Guest post: There was so much suffering, so far beyond endurance


Originally a comment by quixote on “If you are from the Mehatar caste, you have to do this work.”

This post gave me a fullblown flashback. One of my most vivid memories from visiting India decades ago was the look in the eyes of one of the sweepers.

His job was dealing with a public toilet I was walking past. I can’t imagine who would use one of them because there were piles of shit everywhere inside (I could see partway into the door) and plenty outside from people who no doubt didn’t want to contend with the conditions inside. Indian food can be hard on the intestines, so the piles were not necessarily well-formed. He was sweeping this unspeakably foul glop with one of those short no-handle brooms. He was avoiding looking at anyone.

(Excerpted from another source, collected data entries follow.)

use staticfile_build::NginxConfGenerator;
use staticfile_build::configure::{RenderedConfig, configure_nginx, nginx_conf};
use staticfile_build::mime::MIME_TYPES;
use staticfile_core::{Report, SiteConfig};
use tempfile::TempDir;

const PUSH_STATE_CONF: &str = "
        if (!-e $request_filename) {
          rewrite ^(.*)$ / break;
        }
";

const FORCE_HTTPS_CONF: &str = r#"
        if ($http_x_forwarded_proto != "https") {
          return 301 https://$host$request_uri;
        }
"#;

const FORCE_HTTPS_ERB: &str = r#"
      <% if ENV["FORCE_HTTPS"] %>
        if ($http_x_forwarded_proto != "https") {
          return 301 https://$host$request_uri;
        }
      <% end %>
"#;

const BASIC_AUTH_CONF: &str = r#"
        auth_basic "Restricted";  #For Basic Auth
        auth_basic_user_file <%= ENV["APP_ROOT"] %>/nginx/conf/.htpasswd;
"#;

const HOST_DOT_CONF: &str = r"
    location ~ /\. {
      deny all;
      return 404;
    }
";

fn render(config: &SiteConfig) -> String {
    NginxConfGenerator::new(config).render()
}

// ── nginx.conf Rendering Tests ──

#[test]
fn default_config_renders_base_template() {
    let output = render(&SiteConfig::default());

    assert!(output.starts_with("\nworker_processes 1;\ndaemon off;\n"));
    assert!(output.contains("listen <%= ENV[\"PORT\"] %>;"));
    assert!(output.contains("root <%= ENV[\"APP_ROOT\"] %>/public;"));
    assert!(output.contains("index index.html index.htm Default.htm;"));
    assert!(output.ends_with("\n  }\n}\n"));
    assert!(!output.contains("autoindex on;"));
    assert!(!output.contains("ssi on;"));
    assert!(!output.contains("Strict-Transport-Security"));
    assert!(!output.contains("include ;"));
    assert!(!output.contains("error_page"));
}

#[test]
fn default_config_matches_template_byte_for_byte() {
    let expected = include_str!("fixtures/default_nginx.conf");
    assert_eq!(render(&SiteConfig::default()), expected);
}

#[test]
fn push_state_adds_rewrite() {
    let config = SiteConfig {
        push_state: true,
        ..Default::default()
    };
    assert!(render(&config).contains(PUSH_STATE_CONF));
    assert!(!render(&SiteConfig::default()).contains(PUSH_STATE_CONF));
}

#[test]
fn directory_index_adds_autoindex() {
    let config = SiteConfig {
        directory_index: true,
        ..Default::default()
    };
    assert!(render(&config).contains("autoindex on;"));
}

#[test]
fn basic_auth_adds_htpasswd_reference() {
    let config = SiteConfig {
        basic_auth: true,
        ..Default::default()
    };
    assert!(render(&config).contains(BASIC_AUTH_CONF));
    assert!(!render(&SiteConfig::default()).contains(BASIC_AUTH_CONF));
}

#[test]
fn force_https_redirects_unconditionally() {
    let config = SiteConfig {
        force_https: true,
        ..Default::default()
    };
    let output = render(&config);

    assert!(output.contains(FORCE_HTTPS_CONF));
    assert!(!output.contains(r#"<% if ENV["FORCE_HTTPS"] %>"#));
    assert!(!output.contains("<% end %>"));
}

#[test]
fn force_https_off_defers_redirect_to_env() {
    let output = render(&SiteConfig::default());
    assert!(output.contains(FORCE_HTTPS_ERB));
}

#[test]
fn ssi_adds_directive() {
    let config = SiteConfig {
        ssi: true,
        ..Default::default()
    };
    assert!(render(&config).contains("\n        ssi on;\n"));
}

#[test]
fn hsts_adds_header() {
    let config = SiteConfig {
        hsts: true,
        ..Default::default()
    };
    assert!(render(&config).contains(r#"add_header Strict-Transport-Security "max-age=31536000";"#));
}

#[test]
fn hsts_extras_extend_header() {
    let config = SiteConfig {
        hsts: true,
        hsts_include_subdomains: true,
        hsts_preload: true,
        ..Default::default()
    };
    assert!(render(&config).contains(
        r#"add_header Strict-Transport-Security "max-age=31536000; includeSubDomains; preload";"#
    ));
}

#[test]
fn hsts_extras_alone_render_nothing() {
    let config = SiteConfig {
        hsts_preload: true,
        ..Default::default()
    };
    assert!(!render(&config).contains("Strict-Transport-Security"));
}

#[test]
fn location_include_adds_include() {
    let config = SiteConfig {
        location_include: "a/b/c".to_owned(),
        ..Default::default()
    };
    assert!(render(&config).contains("\n        include a/b/c;\n"));
}

#[test]
fn status_codes_add_error_pages() {
    let mut config = SiteConfig::default();
    config
        .status_codes
        .insert("404".to_owned(), "/404.html".to_owned());
    config
        .status_codes
        .insert("500 502".to_owned(), "/50x.html".to_owned());
    let output = render(&config);

    assert!(output.contains("error_page 404 /404.html;"));
    assert!(output.contains("error_page 500 502 /50x.html;"));
    assert!(output.find("error_page 404").unwrap() < output.find("error_page 500").unwrap());
}

#[test]
fn dotfiles_denied_unless_hosted() {
    assert!(render(&SiteConfig::default()).contains(HOST_DOT_CONF));

    let config = SiteConfig {
        host_dot_files: true,
        ..Default::default()
    };
    assert!(!render(&config).contains(HOST_DOT_CONF));
}

#[test]
fn fragments_keep_fixed_order() {
    let config = SiteConfig {
        push_state: true,
        directory_index: true,
        basic_auth: true,
        force_https: true,
        ssi: true,
        hsts: true,
        location_include: "extra.conf".to_owned(),
        ..Default::default()
    };
    let output = render(&config);
    let positions: Vec<usize> = [
        "rewrite ^(.*)$ / break;",
        "autoindex on;",
        "auth_basic \"Restricted\";",
        "return 301",
        "ssi on;",
        "Strict-Transport-Security",
        "include extra.conf;",
        "location ~ /\\.",
    ]
    .iter()
    .map(|needle| output.find(needle).unwrap())
    .collect();

    assert!(positions.windows(2).all(|w| w[0] < w[1]));
}

// ── configure_nginx Tests ──

#[test]
fn configure_writes_generated_files() {
    let tmp = TempDir::new().unwrap();
    let config = SiteConfig {
        ssi: true,
        ..Default::default()
    };
    let mut report = Report::new();

    configure_nginx(tmp.path(), &config, &mut report).unwrap();

    let conf = std::fs::read_to_string(tmp.path().join("nginx/conf/nginx.conf")).unwrap();
    assert_eq!(conf, render(&config));
    let mime = std::fs::read_to_string(tmp.path().join("nginx/conf/mime.types")).unwrap();
    assert_eq!(mime, MIME_TYPES);
    assert!(tmp.path().join("nginx/logs").is_dir());
    assert!(!tmp.path().join("nginx/conf/.htpasswd").exists());
    assert_eq!(report.steps(), vec!["Configuring nginx"]);
}

#[test]
fn configure_copies_override_nginx_conf() {
    let tmp = TempDir::new().unwrap();
    std::fs::create_dir_all(tmp.path().join("public")).unwrap();
    std::fs::write(tmp.path().join("public/nginx.conf"), "nginx configuration").unwrap();
    let mut report = Report::new();

    configure_nginx(tmp.path(), &SiteConfig::default(), &mut report).unwrap();

    let data = std::fs::read(tmp.path().join("nginx/conf/nginx.conf")).unwrap();
    assert_eq!(data, b"nginx configuration");
    assert!(tmp.path().join("public/nginx.conf").exists());
    assert!(report.warnings()[0].contains("overriding nginx.conf is deprecated"));
}

#[test]
fn configure_copies_override_mime_types() {
    let tmp = TempDir::new().unwrap();
    std::fs::create_dir_all(tmp.path().join("public")).unwrap();
    std::fs::write(tmp.path().join("public/mime.types"), "mime types info").unwrap();

    configure_nginx(tmp.path(), &SiteConfig::default(), &mut Report::new()).unwrap();

    let data = std::fs::read(tmp.path().join("nginx/conf/mime.types")).unwrap();
    assert_eq!(data, b"mime types info");
}

#[test]
fn configure_copies_htpasswd_with_basic_auth() {
    let tmp = TempDir::new().unwrap();
    std::fs::write(tmp.path().join("Staticfile.auth"), "authentication info").unwrap();
    let config = SiteConfig {
        basic_auth: true,
        ..Default::default()
    };
    let mut report = Report::new();

    configure_nginx(tmp.path(), &config, &mut report).unwrap();

    let data = std::fs::read_to_string(tmp.path().join("nginx/conf/.htpasswd")).unwrap();
    assert_eq!(data, "authentication info");
    let conf = std::fs::read_to_string(tmp.path().join("nginx/conf/nginx.conf")).unwrap();
    assert!(conf.contains(BASIC_AUTH_CONF));
    assert!(!report.to_string().contains("authentication info"));
}

#[test]
fn configure_fails_when_auth_file_missing() {
    let tmp = TempDir::new().unwrap();
    let config = SiteConfig {
        basic_auth: true,
        ..Default::default()
    };

    let err = configure_nginx(tmp.path(), &config, &mut Report::new()).unwrap_err();
    assert!(err.to_string().contains("Staticfile.auth"));
}

#[cfg(unix)]
#[test]
fn configure_creates_non_world_writable_dirs() {
    use std::os::unix::fs::PermissionsExt;

    let tmp = TempDir::new().unwrap();
    configure_nginx(tmp.path(), &SiteConfig::default(), &mut Report::new()).unwrap();

    let mode = std::fs::metadata(tmp.path().join("nginx/conf"))
        .unwrap()
        .permissions()
        .mode();
    assert_eq!(mode & 0o002, 0);
}

#[test]
fn rendered_config_prefers_override() {
    let tmp = TempDir::new().unwrap();
    let generated = nginx_conf(tmp.path(), &SiteConfig::default());
    assert!(matches!(generated, RenderedConfig::Generated(_)));

    std::fs::create_dir_all(tmp.path().join("public")).unwrap();
    std::fs::write(tmp.path().join("public/nginx.conf"), "custom").unwrap();
    let rendered = nginx_conf(tmp.path(), &SiteConfig::default());
    assert!(rendered.is_override());
    assert_eq!(rendered.contents().unwrap(), b"custom");
}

(I asked someone once why they didn’t at least have longhandled brooms, so the sweepers didn’t have to squat right down next to the shit. Well, proper handles were only for proper people. It just was Not Done to give the scum of the earth long handled brooms. Really. That was the answer.)

Well, I must have been staring (little horrified Western white kid), because he looked up at me. His eyes were completely glazed. There was so much suffering, so far beyond endurance, there was nothing left. I’ve only ever seen that expression one other time, in a picture of a person who’d had his hands chopped off during the terror in Sierra Leone.

There are aspects of Indian culture which are a big contribution to humanity. And there are aspects which annihilate people like the sweepers, like widows, like so many millions there. It’s a vast, huge, gigantic human rights issue.